Saumur blanc 2012, vignes de 50 ans : construit sur la salinité, tout en longueur, corps svelte et ce gras encore présent.
Saumur blanc la Charpentrie 2012, vignes de 100 ans : plus fin, mais longueur hors normes, finale tonique et ample
Saumur blanc la Charpentrie 2012, vignes de 100 ans, élevage en foudre Stockinger de 12 hl : plus plat, moins de relief, aux notes de mandarine finement boisées et fondues.
Saumur blanc la Charpentrie 2011 : millésime précoce, les vendanges ont commencées en date avant celles de 2003. Le vin sera assemblé dans 15 jours. Pas mal de gaz encore, corps plus svelte que 2012.

Terminé ce travail de spéléologue, nous remontons à la surface pour laisser Antoine jouer du tire bouchon.

Les blancs
Saumur blanc 2011 (6 mois de bouteille) : un fruit impeccable (tilleul, verveine) mais un corps qui ne demande qu'à se poser un peu, car pas tout à fait en place.

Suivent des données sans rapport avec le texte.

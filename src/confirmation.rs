use serde::{Deserialize, Serialize};
use std::collections::VecDeque;
use std::time::{Duration, Instant};
use tracing::{debug, info};

use crate::config::ConfigError;
use crate::grouping::GroupTable;
use crate::types::{
    ConfirmedIntent, GestureGroup, RawPrediction, DEFAULT_CONFIDENCE_THRESHOLD, DEFAULT_DEBOUNCE,
    DEFAULT_REQUIRED_AGREEMENT, DEFAULT_WINDOW_SIZE,
};

/// Regla de acuerdo dentro de la ventana
#[derive(Debug, Clone, Copy, PartialEq, Eq, Default, Serialize, Deserialize)]
#[serde(rename_all = "snake_case")]
pub enum AgreementPolicy {
    /// Las K predicciones más recientes, seguidas, deben coincidir
    #[default]
    Contiguous,
    /// Basta con K coincidencias en cualquier posición de la ventana
    Majority,
}

/// Parámetros de la confirmación temporal
#[derive(Debug, Clone, PartialEq, Serialize, Deserialize)]
#[serde(default)]
pub struct SmoothingParams {
    /// Tamaño de la ventana deslizante N (default: 10)
    pub window_size: usize,
    /// Predicciones que deben coincidir K (default: 7)
    pub required_agreement: usize,
    /// Confianza mínima por predicción (default: 0.7)
    pub confidence_threshold: f32,
    /// Segundos mínimos entre dos confirmaciones de cualquier grupo (default: 0.5)
    pub debounce: f32,
    pub policy: AgreementPolicy,
}

impl Default for SmoothingParams {
    fn default() -> Self {
        Self {
            window_size: DEFAULT_WINDOW_SIZE,
            required_agreement: DEFAULT_REQUIRED_AGREEMENT,
            confidence_threshold: DEFAULT_CONFIDENCE_THRESHOLD,
            debounce: DEFAULT_DEBOUNCE.as_secs_f32(),
            policy: AgreementPolicy::Contiguous,
        }
    }
}

impl SmoothingParams {
    pub fn validate(&self) -> Result<(), ConfigError> {
        if self.window_size == 0 {
            return Err(ConfigError::InvalidSmoothing(
                "window_size must be at least 1".to_string(),
            ));
        }
        if self.required_agreement == 0 || self.required_agreement > self.window_size {
            return Err(ConfigError::InvalidSmoothing(format!(
                "required_agreement must be in [1, {}], got {}",
                self.window_size, self.required_agreement
            )));
        }
        if !(0.0..=1.0).contains(&self.confidence_threshold) {
            return Err(ConfigError::InvalidSmoothing(format!(
                "confidence_threshold must be in [0, 1], got {}",
                self.confidence_threshold
            )));
        }
        if !self.debounce.is_finite() || self.debounce < 0.0 {
            return Err(ConfigError::InvalidSmoothing(format!(
                "debounce must be a non-negative number of seconds, got {}",
                self.debounce
            )));
        }
        Ok(())
    }

    pub fn debounce_duration(&self) -> Duration {
        Duration::from_secs_f32(self.debounce.max(0.0))
    }
}

/// Predicción ya normalizada: `group == None` es el grupo `none`
#[derive(Debug, Clone)]
struct Observation {
    group: Option<GestureGroup>,
    confidence: f32,
}

/// Estado interno expuesto para métricas y depuración
#[derive(Debug, Clone, PartialEq, Serialize)]
pub struct ConfirmationStats {
    pub window_len: usize,
    pub streak_group: Option<GestureGroup>,
    pub streak_len: usize,
    pub latched: Option<GestureGroup>,
    pub last_confirmed: Option<GestureGroup>,
    pub debounce_remaining_ms: u64,
}

/// Motor de confirmación temporal.
///
/// Recibe predicciones crudas, las normaliza a grupos y emite como mucho una
/// [`ConfirmedIntent`] por cada racha de predicciones coincidentes. Tras una
/// confirmación el grupo queda "enganchado": mantener la mano quieta no vuelve
/// a confirmar hasta que se observe un estado distinto. Ninguna entrada
/// provoca error; las predicciones inválidas cuentan como `none`.
pub struct TemporalConfirmation {
    params: SmoothingParams,
    groups: GroupTable,
    window: VecDeque<Observation>,
    streak_group: Option<GestureGroup>,
    streak_len: usize,
    streak_confidence: f32,
    latched: Option<GestureGroup>,
    last_confirmation: Option<Instant>,
    last_confirmed: Option<GestureGroup>,
}
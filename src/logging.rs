use thiserror::Error;
use tracing_subscriber::{fmt, layer::SubscriberExt, util::SubscriberInitExt, EnvFilter};

#[derive(Debug, Clone, Copy, Default)]
pub struct LogConfig {
    /// Sube el nivel a `debug` para este crate
    pub verbose: bool,
}

#[derive(Error, Debug)]
#[error("logging already initialised: {0}")]
pub struct LoggingError(String);

/// Inicializa el subscriber global (salida a stderr). `RUST_LOG` tiene prioridad.
pub fn init_logging(config: LogConfig) -> Result<(), LoggingError> {
    let level = if config.verbose { "debug" } else { "info" };
    let filter = EnvFilter::try_from_default_env()
        .unwrap_or_else(|_| EnvFilter::new(format!("gesture_intent={},replay_predictions={}", level, level)));

    tracing_subscriber::registry()
        .with(filter)
        .with(
            fmt::layer()
                .with_writer(std::io::stderr)
                .with_target(config.verbose)
                .with_line_number(config.verbose),
        )
        .try_init()
        .map_err(|e| LoggingError(e.to_string()))
}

Saumur blanc 2010 : un peu plus de tout dans cette bouteille et ce millésime. Matière ample et charnue, à l'acidité sur le fil du rasoir. Vin superbe !!
Saumur blanc la Charpentrie 2009 (4 g de résiduel) : très belle expression aromatique (nougat, verveine), matière généreuse qui affiche quelques rondeurs, heureusement contrebalancée par une belle tension. Parfaitement digeste, frais et équilibré. Très bien.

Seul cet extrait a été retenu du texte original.